Brugada Syndrome and Sudden Cardiac Death: An Electrocardiographic History.

作者信息

Moubarek Mark L, Wong Gordon X, Ford James S

机构信息

University of California, Davis Health, Department of Emergency Medicine, Sacramento, California.
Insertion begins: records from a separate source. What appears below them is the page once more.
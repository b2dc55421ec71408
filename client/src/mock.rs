//! Scripted in-memory [`Transport`] for testing code built on the client.
//!
//! Replies are queued per route (`"GET /videos/v1"`) and consumed in order. A route
//! may also have a handler that answers whenever its queue is empty, which is handy
//! for endpoints whose answer depends on the credential attached. Gated replies let
//! a test decide exactly when (and in which order) in-flight requests complete.

use crate::error::TransportError;
use crate::transport::{ApiRequest, ApiResponse, Attempt, Outgoing, RequestBody, Transport, TransportFuture};
use http::Method;
use std::collections::{HashMap, VecDeque};
use std::fmt;
use std::sync::Arc;
use tokio::sync::{Mutex, oneshot};

type Reply = Result<ApiResponse, TransportError>;
type Handler = Arc<dyn Fn(&Outgoing) -> Reply + Send + Sync>;

enum Scripted {
    Ready(Reply),
    Gated(oneshot::Receiver<Reply>),
}

/// A request the mock has seen.
#[derive(Debug, Clone, PartialEq)]
pub struct RecordedCall {
    pub method: Method,
    pub path: String,
    pub query: Vec<(String, String)>,
    pub body: RequestBody,
    /// The bearer credential that was attached, if any.
    pub credential: Option<String>,
    pub attempt: Attempt,
}

impl RecordedCall {
    pub fn route(&self) -> String {
        route(&self.method, &self.path)
    }
}

#[derive(Default)]
struct MockState {
    scripted: HashMap<String, VecDeque<Scripted>>,
    handlers: HashMap<String, Handler>,
    calls: Vec<RecordedCall>,
    unexpected: Vec<String>,
}

impl fmt::Debug for MockState {
    fn fmt(&self, f: &mut fmt::Formatter<'_>) -> fmt::Result {
        f.debug_struct("MockState")
            .field("scripted", &self.scripted.iter().map(|(k, v)| (k, v.len())).collect::<Vec<_>>())
            .field("handlers", &self.handlers.keys().collect::<Vec<_>>())
            .field("calls", &self.calls.len())
            .finish()
    }
}

/// Completes a gated reply.
#[derive(Debug)]
pub struct MockGate {
    route: String,
    sender: oneshot::Sender<Reply>,
}

impl MockGate {
    pub fn release(self, reply: Reply) {
        if self.sender.send(reply).is_err() {
            tracing::debug!(route = %self.route, "gated request was dropped before release");
        }
    }
}

#[derive(Debug, Clone, Default)]
pub struct MockTransport {
    state: Arc<Mutex<MockState>>,
}

fn route(method: &Method, path: &str) -> String {
    format!("{method} {path}")
}

impl MockTransport {
    pub fn new() -> Self {
        Self::default()
    }

    /// Queues `reply` for the next call to `method path`.
    pub async fn expect(&self, method: Method, path: impl AsRef<str>, reply: Reply) {
        let key = route(&method, path.as_ref());
        self.state
            .lock()
            .await
            .scripted
            .entry(key)
            .or_default()
            .push_back(Scripted::Ready(reply));
    }

    /// Queues a successful reply carrying `data`.
    pub async fn expect_ok(&self, method: Method, path: impl AsRef<str>, data: serde_json::Value) {
        self.expect(method, path, Ok(ApiResponse::ok(data))).await;
    }

    /// Queues a reply that is only delivered once the returned gate is released.
    pub async fn expect_gated(&self, method: Method, path: impl AsRef<str>) -> MockGate {
        let key = route(&method, path.as_ref());
        let (sender, receiver) = oneshot::channel();
        self.state
            .lock()
            .await
            .scripted
            .entry(key.clone())
            .or_default()
            .push_back(Scripted::Gated(receiver));
        MockGate { route: key, sender }
    }

    /// Answers every call to `method path` that finds no queued reply.
    pub async fn handle<F>(&self, method: Method, path: impl AsRef<str>, handler: F)
    where
        F: Fn(&Outgoing) -> Reply + Send + Sync + 'static,
    {
        let key = route(&method, path.as_ref());
        self.state.lock().await.handlers.insert(key, Arc::new(handler));
    }

    pub async fn calls(&self) -> Vec<RecordedCall> {
        self.state.lock().await.calls.clone()
    }

    pub async fn calls_to(&self, method: Method, path: impl AsRef<str>) -> Vec<RecordedCall> {
        let key = route(&method, path.as_ref());
        self.state
            .lock()
            .await
            .calls
            .iter()
            .filter(|call| call.route() == key)
            .cloned()
            .collect()
    }

    /// Yields to other tasks until `count` calls to `method path` have been seen.
    pub async fn wait_for_calls(
        &self,
        method: Method,
        path: impl AsRef<str>,
        count: usize,
    ) -> eyre::Result<()> {
        let key = route(&method, path.as_ref());
        for _ in 0..10_000 {
            let seen = {
                let state = self.state.lock().await;
                state.calls.iter().filter(|call| call.route() == key).count()
            };
            if seen >= count {
                return Ok(());
            }
            tokio::task::yield_now().await;
        }
        eyre::bail!("gave up waiting for {count} calls to {key}")
    }

    /// Checks that every queued reply was consumed and no unscripted route was hit.
    pub async fn verify(&self) -> eyre::Result<()> {
        let state = self.state.lock().await;
        if let Some(route) = state.unexpected.first() {
            eyre::bail!("unexpected request to {route}");
        }
        for (route, pending) in &state.scripted {
            if !pending.is_empty() {
                eyre::bail!("expected {} more calls to {route}", pending.len());
            }
        }
        Ok(())
    }

    async fn reply(&self, outgoing: Outgoing) -> Reply {
        let key = route(&outgoing.request.method, &outgoing.request.path);
        let scripted = {
            let mut state = self.state.lock().await;
            state.calls.push(record(&outgoing));
            match state.scripted.get_mut(&key).and_then(VecDeque::pop_front) {
                Some(scripted) => Ok(scripted),
                None => match state.handlers.get(&key) {
                    Some(handler) => Err(Arc::clone(handler)),
                    None => {
                        state.unexpected.push(key.clone());
                        return Err(TransportError::invalid_request(format!(
                            "no mock reply for {key}"
                        )));
                    }
                },
            }
        };
        tracing::trace!(route = %key, attempt = ?outgoing.attempt, "mock transport answering");
        match scripted {
            Ok(Scripted::Ready(reply)) => reply,
            Ok(Scripted::Gated(receiver)) => receiver
                .await
                .unwrap_or_else(|_| Err(TransportError::network("mock gate dropped"))),
            Err(handler) => handler(&outgoing),
        }
    }
}

fn record(outgoing: &Outgoing) -> RecordedCall {
    let ApiRequest {
        method,
        path,
        query,
        body,
        ..
    } = &outgoing.request;
    RecordedCall {
        method: method.clone(),
        path: path.clone(),
        query: query.clone(),
        body: body.clone(),
        credential: outgoing.credential.as_ref().map(|t| t.secret().to_string()),
        attempt: outgoing.attempt,
    }
}

impl Transport for MockTransport {
    fn send(&self, outgoing: Outgoing) -> TransportFuture<'_> {
        Box::pin(self.reply(outgoing))
    }
}
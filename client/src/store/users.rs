use super::{CacheState, EntityKey, EntityStore, Ticket, require};
use crate::endpoints;
use crate::error::ApiError;
use crate::forms::{Credentials, ProfileUpdate, RegisterForm};
use crate::lifecycle::{EntityKind, OperationKind};
use crate::model::{ChannelProfile, User, UserId};
use crate::transport::{ApiRequest, FileUpload};
use tracing::instrument;

impl CacheState {
    pub(super) fn put_user(&mut self, seq: u64, user: &User) -> bool {
        if !self.admit(EntityKey::User(user.id.clone()), seq) {
            return false;
        }
        self.users
            .entry(user.id.clone())
            .and_modify(|cached| cached.merge(user.clone()))
            .or_insert_with(|| user.clone());
        true
    }

    /// Copies `user`'s display fields into every cached video and playlist it owns.
    fn propagate_owner(&mut self, user: &User) {
        let owners = self
            .videos
            .values_mut()
            .filter_map(|video| video.owner.as_mut())
            .chain(
                self.playlists
                    .values_mut()
                    .filter_map(|playlist| playlist.owner.as_mut()),
            );
        let mut touched = 0usize;
        for owner in owners.filter(|owner| owner.describes(user)) {
            owner.refresh_from(user);
            touched += 1;
        }
        tracing::trace!(user_id = %user.id, touched, "refreshed owner copies");
    }

    fn put_channel(&mut self, seq: u64, username: &str, profile: &ChannelProfile, viewer: Option<&UserId>) {
        if !self.admit(EntityKey::ChannelName(username.to_string()), seq) {
            return;
        }
        self.put_user(seq, &profile.user);
        self.channels.insert(profile.user.id.clone(), profile.stats);
        if let Some(viewer) = viewer {
            self.record_edge(seq, viewer, &profile.user.id, profile.stats.is_subscribed, None);
        }
    }

    fn forget_channel(&mut self, seq: u64, username: &str) {
        if !self.admit(EntityKey::ChannelName(username.to_string()), seq) {
            return;
        }
        if let Some(id) = self.user_by_username(username).map(|user| user.id.clone()) {
            self.channels.remove(&id);
        }
    }
}

impl EntityStore {
    #[instrument(skip(self))]
    pub async fn login(&self, credentials: Credentials) -> Result<User, ApiError> {
        let ticket = self.issue(EntityKind::User, OperationKind::Login);
        let result = self.session().login(credentials).await;
        self.complete(ticket, result, |state, seq, user| {
            state.put_user(seq, user);
        })
    }

    #[instrument(skip(self))]
    pub async fn register(&self, form: RegisterForm) -> Result<User, ApiError> {
        let ticket = self.issue(EntityKind::User, OperationKind::Register);
        let result = self.session().register(form).await;
        self.complete(ticket, result, |state, seq, user| {
            state.put_user(seq, user);
        })
    }

    /// Ends the session. Cached entities stay; call [`reset`](Self::reset) to drop them.
    #[instrument(skip(self))]
    pub async fn logout(&self) -> Result<(), ApiError> {
        let ticket = self.issue(EntityKind::User, OperationKind::Logout);
        let result = self.session().logout().await;
        self.complete(ticket, result, |_, _, _| {})
    }

    #[instrument(skip(self))]
    pub async fn fetch_current_user(&self) -> Result<User, ApiError> {
        let ticket = self.issue(EntityKind::User, OperationKind::FetchOne);
        let result = self
            .send(endpoints::current_user())
            .await
            .and_then(|response| response.decode::<User>("current user"));
        let user = self.complete_current_user(ticket, result).await?;
        tracing::debug!(user_id = %user.id, "fetched current user");
        Ok(user)
    }

    /// Changes the signed-in user's account details.
    ///
    /// The new display fields show up in the session's current user and in every
    /// cached video or playlist the user owns.
    #[instrument(skip(self))]
    pub async fn update_profile(&self, update: ProfileUpdate) -> Result<User, ApiError> {
        self.change_profile(endpoints::update_account(&update)).await
    }

    #[instrument(skip(self))]
    pub async fn update_avatar(&self, file: FileUpload) -> Result<User, ApiError> {
        self.change_profile(endpoints::avatar(file)).await
    }

    #[instrument(skip(self))]
    pub async fn update_cover_image(&self, file: FileUpload) -> Result<User, ApiError> {
        self.change_profile(endpoints::cover_image(file)).await
    }

    async fn change_profile(&self, request: ApiRequest) -> Result<User, ApiError> {
        let ticket = self.issue(EntityKind::User, OperationKind::Update);
        let result = self
            .send(request)
            .await
            .and_then(|response| response.decode::<User>("updated user"));
        let user = self.complete_current_user(ticket, result).await?;
        tracing::debug!(user_id = %user.id, "profile updated");
        Ok(user)
    }

    /// Caches a fresh copy of the signed-in user and mirrors it into the session.
    ///
    /// A response that lost the race to a later-issued one touches neither.
    async fn complete_current_user(
        &self,
        ticket: Ticket,
        result: Result<User, ApiError>,
    ) -> Result<User, ApiError> {
        let issued = ticket.seq;
        let mut admitted = false;
        let user = self.complete(ticket, result, |state, seq, user| {
            if state.put_user(seq, user) {
                state.propagate_owner(user);
                admitted = true;
            }
        })?;
        if admitted {
            self.session().replace_current_user(user.clone(), issued).await;
        }
        Ok(user)
    }

    /// Fetches the channel page data for `username`.
    #[instrument(skip(self))]
    pub async fn fetch_channel(&self, username: &str) -> Result<ChannelProfile, ApiError> {
        require(username.trim().is_empty(), "username")?;
        let viewer = self.session().current_user().map(|user| user.id);
        let ticket = self.issue_for(EntityKind::Channel, OperationKind::FetchOne, username);
        let result = self
            .send(endpoints::channel(username))
            .await
            .and_then(|response| response.decode::<ChannelProfile>("channel"));
        let profile = self.complete_or(
            ticket,
            result,
            |state, seq, profile| state.put_channel(seq, username, profile, viewer.as_ref()),
            |state, seq, e| {
                if matches!(e, ApiError::NotFound(_)) {
                    state.forget_channel(seq, username);
                }
            },
        )?;
        tracing::debug!(channel = %profile.user.id, subscribers = profile.stats.subscribers_count, "fetched channel");
        Ok(profile)
    }
}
University of California, Davis Health, Department of Internal Medicine, Division of Cardiovascular Medicine, Sacramento, California.

出版信息

Clin Pract Cases Emerg Med. 2024 Aug;8(3):314-317. doi: 10.5811/cpcem.19477.

Abstract

CASE PRESENTATION

A 22-year-old male with a history of anti-neutrophil cytoplasmic antibody vasculitis, renal transplant, hypertension, and no known family history of sudden cardiac death suffered a witnessed cardiac arrest. An initial rhythm strip recorded by emergency medical services revealed ventricular fibrillation. Return of spontaneous circulation was achieved after three rounds of cardiopulmonary resuscitation, defibrillation, and intravenous epinephrine. The patient was brought to the emergency department and admitted to the intensive care unit. He was diagnosed with Brugada syndrome, and an automatic implantable cardioverter-defibrillator (AICD) was placed after discharge.

DISCUSSION

Brugada syndrome is characterized electrocardiographically by ≥2 millimeters (mm) ST-segment elevation in leads V-V with either "coved type" (type 1) or "saddleback" (type 2) ST-segment morphology, or ≤2 mm ST-segment elevation in V-V with either "coved" or "saddleback" morphology (type 3). The absence of these patterns on isolated electrocardiograms (ECG) does not exclude the diagnosis, as dynamic fluctuations in ECG patterns are well-documented and can be induced by various physiologic stressors. This case provides an uncommon, complete electrocardiographic history of Brugada syndrome, from out-of-hospital cardiac arrest to AICD placement and depicts dynamic fluctuations between Brugada patterns and normal ECGs. This highlights the importance of serial ECGs in diagnosis, as sudden cardiac death is often the first or only presentation of Brugada syndrome.

摘要

病例介绍

一名22岁男性,有抗中性粒细胞胞浆抗体血管炎、肾移植、高血压病史,无已知的心脏性猝死家族史,发生了目击心搏骤停。紧急医疗服务记录的初始心电图显示心室颤动。经过三轮心肺复苏、除颤和静脉注射肾上腺素后恢复了自主循环。患者被送往急诊科并入住重症监护病房。他被诊断为Brugada综合征,出院后植入了自动植入式心律转复除颤器(AICD)。

讨论

Brugada综合征在心电图上的特征是V1-V3导联ST段抬高≥2毫米(mm),伴有“穹窿型”(1型)或“马鞍型”(2型)ST段形态,或V1-V3导联ST段抬高≤2毫米,伴有“穹窿型”或“马鞍型”形态(3型)。孤立心电图(ECG)上没有这些模式并不能排除诊断,因为ECG模式的动态波动已有充分记录,并且可由各种生理应激因素诱发。本病例提供了一个罕见的、完整的Brugada综合征心电图病史,从院外心脏骤停到AICD植入,并描绘了Brugada模式与正常ECG之间的动态波动。这突出了系列ECG在诊断中的重要性,因为心脏性猝死往往是Brugada综合征的首发或唯一表现。